Es muss nicht immer der Sieg sein. Beim Eurovision Song Contest schauen die Jurys recht häufig vordergründig auf die Gesangsleistung und machen es somit so manchem Fanfavoriten schwer. Da steht dann in der finalen Tabelle der Kompromiss zwischen beiden Abstimmungsverfahren auf der 1, das Herz der Gemeinde schlägt aber immer häufiger für den bzw. die Zweit- oder Drittplatzierte*n. Tommy Cash reiht sich 2025 in das „Die verlierenden Gewinner*innen“-Spiel ein und ist diesen Herbst auf großer, europaweiter Tour.

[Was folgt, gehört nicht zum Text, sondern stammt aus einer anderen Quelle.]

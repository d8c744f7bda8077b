// SPDX-FileCopyrightText: 2026 Weliive Contributors
// SPDX-License-Identifier: MIT OR Apache-2.0

//! Keyword-density lead scoring.
//!
//! `score` is the fraction of configured keywords found as case-insensitive
//! substrings of the trimmed text. `classify` applies the configured
//! [`LeadPolicy`] on top of it. Keywords, threshold, and policy can all be
//! changed at runtime through `&self`.

use std::sync::{PoisonError, RwLock, RwLockReadGuard, RwLockWriteGuard};

use tracing::debug;
use weliive_config::model::{LeadConfig, LeadPolicy, DEFAULT_KEYWORDS};
use weliive_core::{LeadAssessment, LeadClassifier, WeliiveError};

struct ScorerState {
    /// Lowercased, trimmed, non-empty, distinct; insertion order kept.
    keywords: Vec<String>,
    min_confidence: f64,
    policy: LeadPolicy,
}

/// Heuristic hot-lead scorer driven by a keyword list.
pub struct KeywordScorer {
    state: RwLock<ScorerState>,
}

impl KeywordScorer {
    /// Create a scorer with the 13 default keywords, threshold 0.5, and the
    /// any-match policy.
    pub fn new() -> Self {
        Self {
            state: RwLock::new(ScorerState {
                keywords: normalize_keywords(DEFAULT_KEYWORDS),
                min_confidence: 0.5,
                policy: LeadPolicy::AnyMatch,
            }),
        }
    }

    /// Create a scorer from the `[lead]` config section.
    pub fn from_config(config: &LeadConfig) -> Result<Self, WeliiveError> {
        let scorer = Self::new();
        scorer.update_keywords(&config.keywords);
        scorer.set_min_confidence(config.min_confidence)?;
        scorer.set_policy(config.policy);
        Ok(scorer)
    }

    /// Replace the keyword list.
    ///
    /// Entries are lowercased and trimmed; blanks and duplicates are dropped.
    pub fn update_keywords<I, S>(&self, keywords: I)
    where
        I: IntoIterator<Item = S>,
        S: AsRef<str>,
    {
        let keywords = normalize_keywords(keywords);
        debug!(count = keywords.len(), "lead keywords updated");
        self.write().keywords = keywords;
    }

    /// Set the density threshold. Fails without changing state if `value`
    /// is outside [0, 1] or not a number.
    pub fn set_min_confidence(&self, value: f64) -> Result<(), WeliiveError> {
        if !(0.0..=1.0).contains(&value) {
            return Err(WeliiveError::invalid_argument(
                "min_confidence",
                value,
                "confidence must be between 0 and 1",
            ));
        }
        self.write().min_confidence = value;
        Ok(())
    }

    pub fn set_policy(&self, policy: LeadPolicy) {
        self.write().policy = policy;
    }

    pub fn keywords(&self) -> Vec<String> {
        self.read().keywords.clone()
    }

    pub fn min_confidence(&self) -> f64 {
        self.read().min_confidence
    }

    pub fn policy(&self) -> LeadPolicy {
        self.read().policy
    }

    fn read(&self) -> RwLockReadGuard<'_, ScorerState> {
        self.state.read().unwrap_or_else(PoisonError::into_inner)
    }

    fn write(&self) -> RwLockWriteGuard<'_, ScorerState> {
        self.state.write().unwrap_or_else(PoisonError::into_inner)
    }

    /// Match `text` against the current keywords under one read lock.
    fn evaluate(&self, text: &str) -> (f64, Vec<String>, bool) {
        let state = self.read();
        let lower = text.trim().to_lowercase();
        if lower.is_empty() || state.keywords.is_empty() {
            return (0.0, Vec::new(), false);
        }

        let matched: Vec<String> = state
            .keywords
            .iter()
            .filter(|k| lower.contains(k.as_str()))
            .cloned()
            .collect();
        let confidence = (matched.len() as f64 / state.keywords.len() as f64).min(1.0);

        // Both policies need at least one hit, so a zero threshold never
        // flags keyword-free text.
        let hot = !matched.is_empty()
            && match state.policy {
                LeadPolicy::AnyMatch => true,
                LeadPolicy::Density => confidence >= state.min_confidence,
            };

        (confidence, matched, hot)
    }
}

impl Default for KeywordScorer {
    fn default() -> Self {
        Self::new()
    }
}

impl LeadClassifier for KeywordScorer {
    fn score(&self, text: &str) -> f64 {
        self.evaluate(text).0
    }

    fn classify(&self, text: &str) -> bool {
        self.evaluate(text).2
    }

    fn assess(&self, text: &str) -> LeadAssessment {
        let (confidence, matched, hot) = self.evaluate(text);
        LeadAssessment::from_parts(confidence, matched, hot)
    }
}

fn normalize_keywords<I, S>(keywords: I) -> Vec<String>
where
    I: IntoIterator<Item = S>,
    S: AsRef<str>,
{
    let mut out: Vec<String> = Vec::new();
    for keyword in keywords {
        let k = keyword.as_ref().trim().to_lowercase();
        if !k.is_empty() && !out.contains(&k) {
            out.push(k);
        }
    }
    out
}

#[cfg(test)]
mod tests {
    use super::*;
    use proptest::prelude::*;
    use weliive_core::LeadStatus;

    #[test]
    fn single_keyword_is_hot_lead() {
        let s = KeywordScorer::new();
        assert!(s.classify("Quel est le prix ?"));
        assert!(s.classify("Je voudrais VISITER demain"));
        assert!(s.classify("Réservation possible ?"));
    }

    #[test]
    fn score_is_match_density() {
        let s = KeywordScorer::new();
        let score = s.score("Quel est le prix ?");
        assert!((score - 1.0 / 13.0).abs() < 1e-9, "got {score}");

        // "visiter" contains "visite", both count.
        let score = s.score("je veux visiter");
        assert!((score - 2.0 / 13.0).abs() < 1e-9, "got {score}");
    }

    #[test]
    fn empty_and_neutral_text_is_not_a_lead() {
        let s = KeywordScorer::new();
        assert!(!s.classify(""));
        assert!(!s.classify("   "));
        assert_eq!(s.score(""), 0.0);
        assert!(!s.classify("Pouvez-vous me parler du quartier ?"));
    }

    #[test]
    fn density_policy_uses_threshold() {
        let s = KeywordScorer::new();
        s.set_policy(LeadPolicy::Density);
        assert!(!s.classify("Quel est le prix ?"), "1/13 is below 0.5");

        s.update_keywords(["prix", "loyer"]);
        assert!(s.classify("Quel est le prix ?"), "1/2 reaches 0.5");
    }

    #[test]
    fn zero_threshold_still_needs_a_match() {
        let s = KeywordScorer::new();
        s.set_policy(LeadPolicy::Density);
        s.set_min_confidence(0.0).unwrap();
        assert!(!s.classify("bonjour"));
    }

    #[test]
    fn set_min_confidence_rejects_out_of_range() {
        let s = KeywordScorer::new();
        let err = s.set_min_confidence(1.5).unwrap_err();
        assert!(matches!(err, WeliiveError::InvalidArgument { ref value, .. } if value == "1.5"));
        assert!(s.set_min_confidence(-0.1).is_err());
        assert!(s.set_min_confidence(f64::NAN).is_err());
        assert_eq!(s.min_confidence(), 0.5, "state unchanged on failure");

        s.set_min_confidence(1.0).unwrap();
        assert_eq!(s.min_confidence(), 1.0);
    }

    #[test]
    fn update_keywords_normalizes() {
        let s = KeywordScorer::new();
        s.update_keywords(["  Garage ", "garage", "", "Jardin"]);
        assert_eq!(s.keywords(), vec!["garage", "jardin"]);
        assert!(s.classify("Il y a un GARAGE ?"));
        assert!(!s.classify("Quel est le prix ?"));
    }

    #[test]
    fn empty_keyword_list_scores_zero() {
        let s = KeywordScorer::new();
        s.update_keywords(Vec::<String>::new());
        assert_eq!(s.score("prix"), 0.0);
        assert!(!s.classify("prix"));
    }

    #[test]
    fn assess_reports_matches_and_status() {
        let s = KeywordScorer::new();
        let a = s.assess("Je suis prêt à acheter si le prix est correct.");
        assert_eq!(a.matched_keywords, vec!["prix", "acheter"]);
        assert_eq!(a.status, LeadStatus::Hot);

        s.set_policy(LeadPolicy::Density);
        let a = s.assess("Quel est le prix ?");
        assert_eq!(a.status, LeadStatus::Potential);

        let a = s.assess("Merci");
        assert_eq!(a.status, LeadStatus::None);
    }

    #[test]
    fn from_config_applies_all_fields() {
        let config = LeadConfig {
            policy: LeadPolicy::Density,
            min_confidence: 0.3,
            keywords: vec!["Prix".into()],
        };
        let s = KeywordScorer::from_config(&config).unwrap();
        assert_eq!(s.policy(), LeadPolicy::Density);
        assert_eq!(s.min_confidence(), 0.3);
        assert_eq!(s.keywords(), vec!["prix"]);
    }

    #[test]
    fn from_config_rejects_bad_threshold() {
        let config = LeadConfig {
            min_confidence: 2.0,
            ..LeadConfig::default()
        };
        assert!(KeywordScorer::from_config(&config).is_err());
    }

    proptest! {
        #[test]
        fn text_with_a_keyword_is_always_hot(
            prefix in "[a-z ]{0,20}",
            idx in 0usize..DEFAULT_KEYWORDS.len(),
            suffix in "[a-z ?]{0,20}",
        ) {
            let s = KeywordScorer::new();
            let text = format!("{prefix}{}{suffix}", DEFAULT_KEYWORDS[idx].to_uppercase());
            prop_assert!(s.classify(&text));
        }

        #[test]
        fn score_stays_in_unit_interval(text in ".{0,80}") {
            let s = KeywordScorer::new();
            let score = s.score(&text);
            prop_assert!((0.0..=1.0).contains(&score));
        }

        #[test]
        fn adding_keywords_never_lowers_score(
            base in "[a-z ]{0,20}",
            picks in proptest::collection::vec(0usize..DEFAULT_KEYWORDS.len(), 0..6),
        ) {
            let s = KeywordScorer::new();
            let mut text = base;
            let mut last = s.score(&text);
            for idx in picks {
                text.push(' ');
                text.push_str(DEFAULT_KEYWORDS[idx]);
                let next = s.score(&text);
                prop_assert!(next >= last);
                last = next;
            }
            prop_assert!(last <= 1.0);
        }
    }
}
// SPDX-FileCopyrightText: 2026 Weliive Contributors
// SPDX-License-Identifier: MIT OR Apache-2.0

//! Figment-to-miette error bridge with fuzzy match suggestions.
//!
//! Unknown keys get a "did you mean?" hint computed with Jaro-Winkler
//! similarity, so `intervall_ms` points at `interval_ms`.

#![allow(unused_assignments)] // miette's Diagnostic derive generates code triggering this lint

use miette::{Diagnostic, NamedSource, SourceSpan};
use thiserror::Error;

/// Minimum Jaro-Winkler similarity score to suggest a correction.
const SUGGESTION_THRESHOLD: f64 = 0.75;

/// A configuration error with rich diagnostic information.
#[derive(Debug, Error, Diagnostic)]
pub enum ConfigError {
    /// An unknown key was found in the configuration.
    #[error("unknown configuration key `{key}`")]
    #[diagnostic(
        code(weliive::config::unknown_key),
        help("{}", format_unknown_key_help(suggestion.as_deref(), valid_keys))
    )]
    UnknownKey {
        key: String,
        /// Suggested correction via fuzzy matching, if any.
        suggestion: Option<String>,
        /// Comma-separated valid keys for the section.
        valid_keys: String,
        #[label("this key is not recognized")]
        span: Option<SourceSpan>,
        #[source_code]
        src: Option<NamedSource<String>>,
    },

    /// A configuration value has the wrong type.
    #[error("invalid type for key `{key}`: {detail}")]
    #[diagnostic(code(weliive::config::invalid_type), help("expected {expected}"))]
    InvalidType {
        key: String,
        detail: String,
        expected: String,
    },

    /// A required configuration key is missing.
    #[error("missing required key `{key}`")]
    #[diagnostic(
        code(weliive::config::missing_key),
        help("add `{key} = <value>` to your weliive.toml")
    )]
    MissingKey { key: String },

    /// A value deserialized but breaks a semantic constraint.
    #[error("validation error: {message}")]
    #[diagnostic(code(weliive::config::validation))]
    Validation { message: String },

    /// Catch-all for other configuration errors.
    #[error("configuration error: {0}")]
    #[diagnostic(code(weliive::config::other))]
    Other(String),
}

fn format_unknown_key_help(suggestion: Option<&str>, valid_keys: &str) -> String {
    match suggestion {
        Some(s) => format!("did you mean `{s}`? Valid keys: {valid_keys}"),
        None => format!("valid keys: {valid_keys}"),
    }
}

/// Convert a `figment::Error` (which may hold several errors) into diagnostics.
pub fn figment_to_config_errors(
    err: figment::Error,
    toml_sources: &[(String, String)],
) -> Vec<ConfigError> {
    use figment::error::Kind;

    let mut errors = Vec::new();

    for error in err {
        let config_error = match &error.kind {
            Kind::UnknownField(field, expected) => {
                let valid_keys: Vec<&str> = expected.to_vec();
                let suggestion = suggest_key(field, &valid_keys);
                let (span, src) = find_source_span(&error, field, toml_sources);

                ConfigError::UnknownKey {
                    key: field.clone(),
                    suggestion,
                    valid_keys: valid_keys.join(", "),
                    span,
                    src,
                }
            }
            Kind::MissingField(field) => ConfigError::MissingKey {
                key: field.clone().into_owned(),
            },
            Kind::InvalidType(actual, expected) => ConfigError::InvalidType {
                key: error
                    .path
                    .iter()
                    .map(|s| s.to_string())
                    .collect::<Vec<_>>()
                    .join("."),
                detail: format!("found {actual}, expected {expected}"),
                expected: expected.to_string(),
            },
            _ => ConfigError::Other(format!("{error}")),
        };

        errors.push(config_error);
    }

    errors
}

/// Locate the offending key in whichever TOML source produced the error.
fn find_source_span(
    error: &figment::error::Error,
    field: &str,
    toml_sources: &[(String, String)],
) -> (Option<SourceSpan>, Option<NamedSource<String>>) {
    let source_path = error
        .metadata
        .as_ref()
        .and_then(|m| m.source.as_ref())
        .and_then(|s| match s {
            figment::Source::File(path) => Some(path.display().to_string()),
            _ => None,
        });

    // Inline strings have no file path; fall back to the single inline source.
    let source = match source_path {
        Some(path) => toml_sources.iter().find(|(p, _)| *p == path),
        None if toml_sources.len() == 1 => toml_sources.first(),
        None => None,
    };

    if let Some((path, content)) = source {
        let section: Vec<String> = error.path.iter().map(|s| s.to_string()).collect();
        if let Some(offset) = find_key_offset(content, &section, field) {
            let span = SourceSpan::new(offset.into(), field.len());
            let named = NamedSource::new(path, content.clone());
            return (Some(span), Some(named));
        }
    }

    (None, None)
}

/// Find the byte offset of `field` in TOML content, after the `[section]`
/// header named by the first path element (or from the start for top-level keys).
pub fn find_key_offset(content: &str, path: &[String], field: &str) -> Option<usize> {
    let search_start = match path.first() {
        None => 0,
        Some(section) => {
            let header = format!("[{section}]");
            content.find(&header).map(|pos| pos + header.len())?
        }
    };

    let mut byte_offset = 0;
    for line in content[search_start..].split_inclusive('\n') {
        let trimmed = line.trim_start();
        if let Some(after) = trimmed.strip_prefix(field) {
            if after.starts_with([' ', '=', '\t']) {
                let indent = line.len() - trimmed.len();
                return Some(search_start + byte_offset + indent);
            }
        }
        byte_offset += line.len();
    }

    None
}

/// Suggest the closest valid key, if any is similar enough.
pub fn suggest_key(unknown: &str, valid_keys: &[&str]) -> Option<String> {
    let mut best_score = SUGGESTION_THRESHOLD;
    let mut best_match = None;

    for &key in valid_keys {
        let score = strsim::jaro_winkler(unknown, key);
        if score > best_score {
            best_score = score;
            best_match = Some(key.to_string());
        }
    }

    best_match
}

/// Render a list of `ConfigError`s to stderr using miette's graphical handler.
pub fn render_errors(errors: &[ConfigError]) {
    use miette::GraphicalReportHandler;

    let handler = GraphicalReportHandler::new();
    for error in errors {
        let mut buf = String::new();
        let diagnostic: &dyn Diagnostic = error;
        if handler.render_report(&mut buf, diagnostic).is_ok() {
            eprint!("{buf}");
        } else {
            eprintln!("Error: {error}");
        }
    }
}

#[cfg(test)]
mod tests {
    use super::*;

    #[test]
    fn suggest_interval_for_typo() {
        let valid = &["enabled", "startup_delay_ms", "interval_ms"];
        assert_eq!(
            suggest_key("intervall_ms", valid),
            Some("interval_ms".to_string())
        );
    }

    #[test]
    fn suggest_keywords_for_keywrods() {
        let valid = &["policy", "min_confidence", "keywords"];
        assert_eq!(suggest_key("keywrods", valid), Some("keywords".to_string()));
    }

    #[test]
    fn no_suggestion_for_distant_typo() {
        let valid = &["policy", "min_confidence", "keywords"];
        assert_eq!(suggest_key("zzzzzz", valid), None);
    }

    #[test]
    fn find_key_offset_in_section() {
        let content = "[app]\nname = \"x\"\n\n[simulation]\nintervall_ms = 5\n";
        let path = vec!["simulation".to_string()];
        let o = find_key_offset(content, &path, "intervall_ms").expect("offset");
        assert_eq!(&content[o..o + 12], "intervall_ms");
    }

    #[test]
    fn find_key_offset_ignores_prefix_matches() {
        let content = "[qa]\nanswer_delay_ms_extra = 1\nanswer_delay_ms = 2\n";
        let path = vec!["qa".to_string()];
        let o = find_key_offset(content, &path, "answer_delay_ms").expect("offset");
        assert_eq!(&content[o..o + 18], "answer_delay_ms = ");
    }
}
// SPDX-FileCopyrightText: 2026 Weliive Contributors
// SPDX-License-Identifier: MIT OR Apache-2.0

//! Error types for the Weliive engine.
//!
//! Lookups by id never fail: they report absence with `false` or `None`.
//! The variants below cover everything else.

use thiserror::Error;

/// The primary error type used across the Weliive crates.
#[derive(Debug, Error)]
pub enum WeliiveError {
    /// A setter or constructor received a value outside its valid domain.
    #[error("invalid argument `{name}` = {value}: {reason}")]
    InvalidArgument {
        name: String,
        value: String,
        reason: String,
    },

    /// A message observer failed while handling a notification.
    #[error("observer error: {0}")]
    Observer(String),

    /// `add_message` was invoked from inside one of its own notifications.
    #[error("message store re-entered from an observer")]
    Reentrant,

    /// Configuration errors (invalid TOML, out-of-range values).
    #[error("configuration error: {0}")]
    Config(String),

    /// Internal or unexpected errors.
    #[error("internal error: {0}")]
    Internal(String),
}

impl WeliiveError {
    /// Shorthand for an [`WeliiveError::InvalidArgument`].
    pub fn invalid_argument(
        name: impl Into<String>,
        value: impl ToString,
        reason: impl Into<String>,
    ) -> Self {
        WeliiveError::InvalidArgument {
            name: name.into(),
            value: value.to_string(),
            reason: reason.into(),
        }
    }
}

Beispiele, die mit ihm dasselbe Schicksal teilen, gab es in den letzten Jahren zuhauf. Dadi Freyr aus Island (4. Platz, 2021), Käärijä aus Finnland (2. Platz, 2023) oder Baby Lasagna aus Kroatien (2. Platz, 2024) sind nur einige der männlichen Teilnehmer*innen, die zwar nicht die Trophäe mit nach Hause nehmen konnten, deren Songs aber weitaus häufiger auf diversen ESC-Partys laufen als die der Gewinner*innen. Auch „Espresso Macchiato“ wird mit absoluter Sicherheit noch in der nächsten Dekade seinen Kultstatus behalten, während „Wasted Love“ von JJ aus Österreich (1. Platz) und „New Day Will Rise“ von Yuval Raphael aus Israel (2. Platz) eigentlich schon jetzt ausgesorgt haben. Mögen beide in der Show ihren Moment gehabt haben, im Nachgang ist das aber musikalisch dann einfach nicht mehr so entertaining.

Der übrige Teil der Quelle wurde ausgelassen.